Authors: Kelley Armstrong
On our walk across town, I ask about the raised buildings. Anders explains that’s to keep them off the permafrost, so you don’t have icy floors or tilting houses.
Every building also has lots of windows, and I ask Anders about that too, because there’s obviously no place nearby to make glass. He says it’s flown in, which isn’t easy or cheap, especially since they’re all triple-paned for the weather. But they splurge on windows to let in as much natural light as possible and keep the houses from feeling too much like prison cells in the long and dark winters. And they all have shutters to help keep out those winter blasts.

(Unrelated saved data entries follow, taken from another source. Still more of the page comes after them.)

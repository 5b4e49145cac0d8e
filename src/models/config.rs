use serde::{Deserialize, Serialize};
use validator::Validate;

/// Where the consent banner is anchored on the page.
#[derive(Debug, Clone, Copy, Default, PartialEq, Eq, Serialize, Deserialize)]
#[serde(rename_all = "kebab-case")]
pub enum BannerPosition {
    #[default]
    BottomCenter,
    BottomLeft,
    BottomRight,
    Top,
    Middle,
}

/// Visual layout of the consent banner.
#[derive(Debug, Clone, Copy, Default, PartialEq, Eq, Serialize, Deserialize)]
#[serde(rename_all = "kebab-case")]
pub enum BannerLayout {
    #[default]
    Box,
    Cloud,
    Bar,
}

/// Colour theme of the consent banner.
#[derive(Debug, Clone, Copy, Default, PartialEq, Eq, Serialize, Deserialize)]
#[serde(rename_all = "kebab-case")]
pub enum BannerTheme {
    #[default]
    Light,
    DarkTurquoise,
    LightFunky,
    ElegantBlack,
    Custom,
}

/// Corner used by the floating preferences button.
#[derive(Debug, Clone, Copy, Default, PartialEq, Eq, Serialize, Deserialize)]
#[serde(rename_all = "kebab-case")]
pub enum PreferencesButtonPosition {
    #[default]
    BottomLeft,
    BottomRight,
    TopLeft,
    TopRight,
}

/// Banner settings handed verbatim to the client as the `config` block of the
/// public consent document.
#[derive(Debug, Clone, PartialEq, Serialize, Deserialize, Validate)]
#[serde(default)]
pub struct BannerSettings {
    pub enabled: bool,
    pub banner_position: BannerPosition,
    pub banner_layout: BannerLayout,
    pub theme: BannerTheme,
    /// Border radius in pixels.
    #[validate(range(max = 50))]
    pub border_radius: u32,
    pub flip_buttons: bool,
    pub equal_weight_buttons: bool,
    pub disable_page_interaction: bool,
    /// Days until the stored consent expires.
    #[validate(range(min = 1, max = 730))]
    pub cookie_expires_days: u32,
    pub show_preferences_button: bool,
    pub preferences_button_position: PreferencesButtonPosition,
    pub preferences_button_icon: String,
    pub custom_background_color: String,
    pub custom_text_color: String,
    pub custom_primary_button_bg_color: String,
    pub custom_primary_button_text_color: String,
    pub custom_secondary_button_bg_color: String,
    pub custom_secondary_button_text_color: String,
    pub google_consent_mode: bool,
    pub google_tag_manager_events: bool,
    pub matomo_tag_manager_events: bool,
}

impl Default for BannerSettings {
    fn default() -> Self {
        Self {
            enabled: true,
            banner_position: BannerPosition::default(),
            banner_layout: BannerLayout::default(),
            theme: BannerTheme::default(),
            border_radius: 8,
            flip_buttons: false,
            equal_weight_buttons: true,
            disable_page_interaction: false,
            cookie_expires_days: 365,
            show_preferences_button: true,
            preferences_button_position: PreferencesButtonPosition::default(),
            preferences_button_icon: "🍪".to_string(),
            custom_background_color: "#ffffff".to_string(),
            custom_text_color: "#333333".to_string(),
            custom_primary_button_bg_color: "#0d6efd".to_string(),
            custom_primary_button_text_color: "#ffffff".to_string(),
            custom_secondary_button_bg_color: "#eeeeee".to_string(),
            custom_secondary_button_text_color: "#333333".to_string(),
            google_consent_mode: false,
            google_tag_manager_events: false,
            matomo_tag_manager_events: false,
        }
    }
}

/// Configuration options specific to the cookie-consent service.
#[derive(Debug, Clone, Deserialize)]
pub struct ServerConfig {
    /// Path of the SQLite database file.
    pub database_url: String,
    pub bind_address: String,
    pub port: u16,
    /// Locale used when a request does not name one.
    pub default_locale: String,
    #[serde(default)]
    pub banner: BannerSettings,
}

#[cfg(feature = "server")]
impl ServerConfig {
    /// Load `config/default.yaml` (optional) overlaid with `APP_*` environment variables.
    ///
    /// Nested keys use a double underscore, e.g. `APP_BANNER__THEME`.
    pub fn load() -> Result<Self, config::ConfigError> {
        Self::load_with(Self::environment())
    }

    fn environment() -> config::Environment {
        config::Environment::with_prefix("APP")
            .prefix_separator("_")
            .separator("__")
            .try_parsing(true)
    }

    fn load_with(environment: config::Environment) -> Result<Self, config::ConfigError> {
        config::Config::builder()
            .set_default("database_url", "app.db")?
            .set_default("bind_address", "127.0.0.1")?
            .set_default("port", 8080)?
            .set_default("default_locale", "de")?
            .add_source(config::File::with_name("config/default").required(false))
            .add_source(environment)
            .build()?
            .try_deserialize()
    }
}
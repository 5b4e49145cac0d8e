use sulu_cookie_consent::domain::types::{Locale, TechnicalName};
use sulu_cookie_consent::forms::import_export::ImportPayload;
use sulu_cookie_consent::models::config::BannerSettings;
use sulu_cookie_consent::repository::{CookieReader, CookieWriter, DieselRepository};
use sulu_cookie_consent::services::consent_config::get_full_config;
use sulu_cookie_consent::services::import_export::import_taxonomy;

mod common;

const DEFAULT_DATASET: &str = include_str!("../resources/default-cookies.json");

fn seeded_repo(test_db: &common::TestDb) -> DieselRepository {
    let repo = test_db.repo();
    let payload = ImportPayload::from_json(DEFAULT_DATASET).expect("dataset should validate");
    import_taxonomy(&payload, false, &repo).expect("import should run");
    repo
}

fn revision(repo: &DieselRepository) -> String {
    get_full_config(
        &Locale::new("de").unwrap(),
        &BannerSettings::default(),
        repo,
    )
    .expect("config should assemble")
    .revision
}

#[test]
fn public_config_lists_active_records_in_locale() {
    let test_db = common::TestDb::new();
    let repo = seeded_repo(&test_db);

    let config = get_full_config(
        &Locale::new("en").unwrap(),
        &BannerSettings::default(),
        &repo,
    )
    .expect("config should assemble");

    let categories: Vec<&str> = config
        .categories
        .iter()
        .map(|c| c.technical_name.as_str())
        .collect();
    assert_eq!(
        categories,
        vec!["essential", "functional", "analytics", "marketing"]
    );
    assert_eq!(config.categories[0].name.as_deref(), Some("Essential"));
    assert_eq!(config.revision.len(), 8);
    assert!(config.revision.chars().all(|c| c.is_ascii_hexdigit()));
}

#[test]
fn revision_is_stable_between_reads() {
    let test_db = common::TestDb::new();
    let repo = seeded_repo(&test_db);

    assert_eq!(revision(&repo), revision(&repo));
}

#[test]
fn revision_follows_only_visible_changes() {
    let test_db = common::TestDb::new();
    let repo = seeded_repo(&test_db);
    let pixel_name = TechnicalName::new("facebook-pixel").unwrap();

    let initial = revision(&repo);

    let mut pixel = repo
        .get_cookie_by_technical_name(&pixel_name)
        .expect("should load cookie")
        .expect("cookie should exist");
    pixel.active = false;
    repo.update_cookie(&pixel).expect("should deactivate cookie");
    let hidden = revision(&repo);
    assert_ne!(initial, hidden);

    let mut pixel = repo
        .get_cookie_by_technical_name(&pixel_name)
        .expect("should load cookie")
        .expect("cookie should exist");
    pixel.provider = Some("Meta Platforms".to_string());
    pixel.items[0].lifetime = Some("90 days".to_string());
    repo.update_cookie(&pixel).expect("should update cookie");
    assert_eq!(hidden, revision(&repo));
}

There are plenty of decks and balconies, too, and people are making use of them, sitting outside as they work. I notice Anders isn’t the only one in short sleeves, enjoying what must be a warm fall day to them. It’s only September and sunny, but I’m wearing a jacket, and when that sun drops, I suspect I’ll be unpacking my gloves.
We arrive at the clinic, which looks like every other building. And, like every other one, it seems to be only as big as it needs to be. I’m guessing that’s the heating issue and possibly conservation of overall space and materials.
As we open the door, we hear Hastings.
“—how long you’d last as a real cop, you knuckle-dragging psycho? Real cops don’t get away with this shit, which is why you hide up here, where you can act like the fucking sheriff in a fucking Wild West show.”
I glance at Anders. He’s paused in the reception area, making a hurry-up gesture in Hastings’s direction, waiting for the tirade to end. Just another day in Rockton.
Hastings is still going strong. “You think you can intimidate me, asshole? I’ve been dealing with bullies like you all my life. You might be bigger and stronger, but I’m a helluva lot smarter, and you’re going to regret you ever laid a finger on me.”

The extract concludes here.